J’ai été embauché en juin 1951 au Gaz de France, à la Distribution dans la proche banlieue parisienne (DGPBP). Je travaillais comme releveur de compteur à l’inspection de Vincennes (Val-de-Marne). Mon boulot consistait à vérifier les compteurs des usagers, à régler les réchauds à gaz et aussi à détecter les fuites. Je suivais des cours du soir, rue de Vienne à Paris, pour m’élever dans ma carrière.
En 1952, une note de service indiquait que le Conseil central des œuvres sociales (CCOS) cherchait des agents volontaires pour encadrer les enfants durant les colos d’été. Je ne connaissais pas les œuvres sociales. En accord avec mon épouse – nous avions deux enfants en bas âge – j’ai décidé de tenter l’aventure et me suis porté volontaire.
J’ai effectué un stage de formation à Bouray-sur-Juine (Essonne) avant d’être affecté à la colo de La Séchilienne, près de Grenoble, à l’été 1952. Voilà comment j’ai découvert les œuvres sociales d’EDF-GDF ! Rappelons qu’en 1951, avait eu lieu le coup de force du gouvernement qui avait démis le CCOS élu de ses fonctions. C’était la direction d’EDF-GDF qui désormais gérait les œuvres sociales : le CCOS provisoire.
Racontez-nous cette première expérience…
C’était une colo sportive, et j’étais moniteur d’un groupe d’enfants de 10 à 12 ans. Je trouvais que la quantité de nourriture servie était un peu juste… Après un problème de santé mi-août, je suis parti à Peyrat-Le-Château (Dordogne) pour la dernière session des vacances. Là, on mangeait mieux. On avait droit à double rations de frites (rires). J’ai beaucoup aimé m’occuper des enfants. Cette expérience a été déterminante pour mon avenir : j’avais trouvé ma voie.

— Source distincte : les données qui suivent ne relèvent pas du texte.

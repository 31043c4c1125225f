use clap::Parser;
use commitlog_tonic_server::server::{
    app::{build_service, serve_with_incoming},
    config::{CliArgs, ServerConfig},
    telemetry::init_telemetry,
    tls::load_server_tls,
};
use tokio::net::TcpListener;
use tokio::signal;
use tokio_stream::wrappers::TcpListenerStream;

// Using mimalloc for better performance under contention, especially in musl
// environments.
#[global_allocator]
static GLOBAL: mimalloc::MiMalloc = mimalloc::MiMalloc;

#[tokio::main]
async fn main() -> anyhow::Result<()> {
    // Load from .env
    let _ = dotenvy::dotenv();
    let args = CliArgs::parse();
    let config = ServerConfig::try_from(args)?;

    let providers = init_telemetry(config.trace_sample_ratio)?;

    let service = build_service(&config)?;
    let tls = config.tls.as_ref().map(load_server_tls).transpose()?;

    let res = if config.uds {
        #[cfg(unix)]
        {
            use tokio::net::UnixListener;
            use tokio_stream::wrappers::UnixListenerStream;
            let uds_path = config.server_addr.clone();
            let uds = UnixListener::bind(&uds_path)?;
            let incoming = UnixListenerStream::new(uds);
            log_startup_info(&uds_path, &config);
            let res = serve_with_incoming(
                service,
                tls,
                incoming,
                shutdown_signal(),
                config.shutdown_timeout,
            )
            .await;
            // Best effort; a panic leaves the socket file behind.
            let _ = std::fs::remove_file(&uds_path);
            res
        }
        #[cfg(not(unix))]
        {
            anyhow::bail!("Unix domain sockets are not supported on this platform");
        }
    } else {
        let tcp_path = config.server_addr.clone();
        let tcp = TcpListener::bind(&tcp_path).await?;
        let incoming = TcpListenerStream::new(tcp);
        log_startup_info(&tcp_path, &config);
        serve_with_incoming(
            service,
            tls,
            incoming,
            shutdown_signal(),
            config.shutdown_timeout,
        )
        .await
    };

    providers.shutdown();
    res
}

fn log_startup_info(addr: &str, config: &ServerConfig) {
    if cfg!(debug_assertions) {
        tracing::info!(
            "Starting commit log service on {} with full config: {:#?}",
            addr,
            config
        );
    } else {
        tracing::info!(
            "Starting commit log service on {} as {} (tls: {}, acl: {})",
            addr,
            config.node_id,
            config.tls.is_some(),
            config.acl_policy.is_some()
        );
    }
}

async fn shutdown_signal() {
    #[cfg(unix)]
    let terminate = async {
        match signal::unix::signal(signal::unix::SignalKind::terminate()) {
            Ok(mut sigterm) => {
                sigterm.recv().await;
            }
            Err(err) => {
                tracing::error!("Failed to install SIGTERM handler: {err}");
                std::future::pending::<()>().await;
            }
        }
    };

    #[cfg(not(unix))]
    let terminate = std::future::pending::<()>();

    let ctrl_c = async {
        if let Err(err) = signal::ctrl_c().await {
            tracing::error!("Failed to install Ctrl+C handler: {err}");
            std::future::pending::<()>().await;
        }
    };

    tokio::select! {
        () = ctrl_c => tracing::info!("Received Ctrl+C signal"),
        () = terminate => tracing::info!("Received SIGTERM signal"),
    }

    tracing::info!("Shutdown signal received, terminating gracefully...");
}
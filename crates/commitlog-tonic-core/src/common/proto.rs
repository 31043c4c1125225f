//! Generated protobuf messages and gRPC stubs for the `log.v1` package.

#![allow(clippy::all, clippy::pedantic)]

tonic::include_proto!("log.v1");

/// Encoded descriptor set for `log.v1`, served by gRPC reflection.
pub const FILE_DESCRIPTOR_SET: &[u8] = tonic::include_file_descriptor_set!("log_descriptor");
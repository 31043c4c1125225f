use super::{StreamEnd, StreamSummary, fail, forward};
use crate::server::service::{context::CallContext, dispatch::Dispatcher};
use commitlog_tonic_core::proto::{ProduceRequest, ProduceResponse};
use tokio::sync::mpsc;
use tokio_stream::{Stream, StreamExt};
use tonic::Status;

/// Drives a bidirectional produce stream.
///
/// Each inbound request runs the unary append path (authorization included)
/// and its response is handed to `resp_tx` before the next request is read,
/// so responses pair 1:1 with requests in order.
///
/// # Behavior
///
/// - Ends cleanly when the client half-closes its side.
/// - Ends with the error as terminal status on the first inbound transport
///   error, authorization failure, or append failure. Offsets already sent
///   stay valid.
/// - Ends without error if the call is cancelled or the client goes away.
pub async fn produce_loop<S>(
    dispatcher: Dispatcher,
    ctx: CallContext,
    mut inbound: S,
    resp_tx: mpsc::Sender<Result<ProduceResponse, Status>>,
) -> StreamSummary
where
    S: Stream<Item = Result<ProduceRequest, Status>> + Unpin,
{
    let mut records = 0;

    let end = loop {
        let next = tokio::select! {
            biased;
            () = ctx.cancelled() => break StreamEnd::Cancelled,
            () = resp_tx.closed() => break StreamEnd::Cancelled,
            next = inbound.next() => next,
        };

        let req = match next {
            None => break StreamEnd::Finished,
            Some(Ok(req)) => req,
            Some(Err(status)) => break fail(&ctx, &resp_tx, status).await,
        };

        match dispatcher.append(&ctx, req.record).await {
            Ok(offset) => {
                if !forward(&ctx, &resp_tx, Ok(ProduceResponse { offset })).await {
                    break StreamEnd::Cancelled;
                }
                records += 1;
            }
            Err(err) => break fail(&ctx, &resp_tx, err.into()).await,
        }
    };

    StreamSummary { end, records }
}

Les activités étaient simples : des promenades, la baignade, des excursions, des pique-niques… Les gosses étaient heureux !
Organiser des colos à cette époque était un peu fou, non ?
Ce n’était pas de tout repos. On faisait avec ce qu’on avait, comme on pouvait ! Il ne faut jamais oublier que sans Marcel Paul (alors ministre de la Production industrielle, fondateur et premier président du CCOS, ndlr), rien n’aurait été possible. Sans sa pugnacité, les agents n’auraient jamais profité de tout cela.
Les moniteurs et tout le personnel devaient arriver avant le début du séjour pour préparer et aménager les sites, pour monter les lits en fer, par exemple. Les hébergements étaient précaires : selon les endroits, nous étions sous tente, ou dans des baraquements bâtis pour les ouvriers qui avaient construit les barrages hydrauliques. Il n’y avait pas toutes les commodités !
Mais il fallait voir tous ces gamins qui débordaient de vie. C’était formidable ! Pendant leur séjour, on veillait à leur donner une alimentation équilibrée. On leur offrait une certaine tranquillité pour qu’ils passent de bonnes vacances. Les activités étaient simples : des promenades, la baignade, des excursions, des pique-niques… Les gosses étaient heureux. Les accueillir en colo l’été permettait également de soulager les parents pour qui la vie était aussi compliquée.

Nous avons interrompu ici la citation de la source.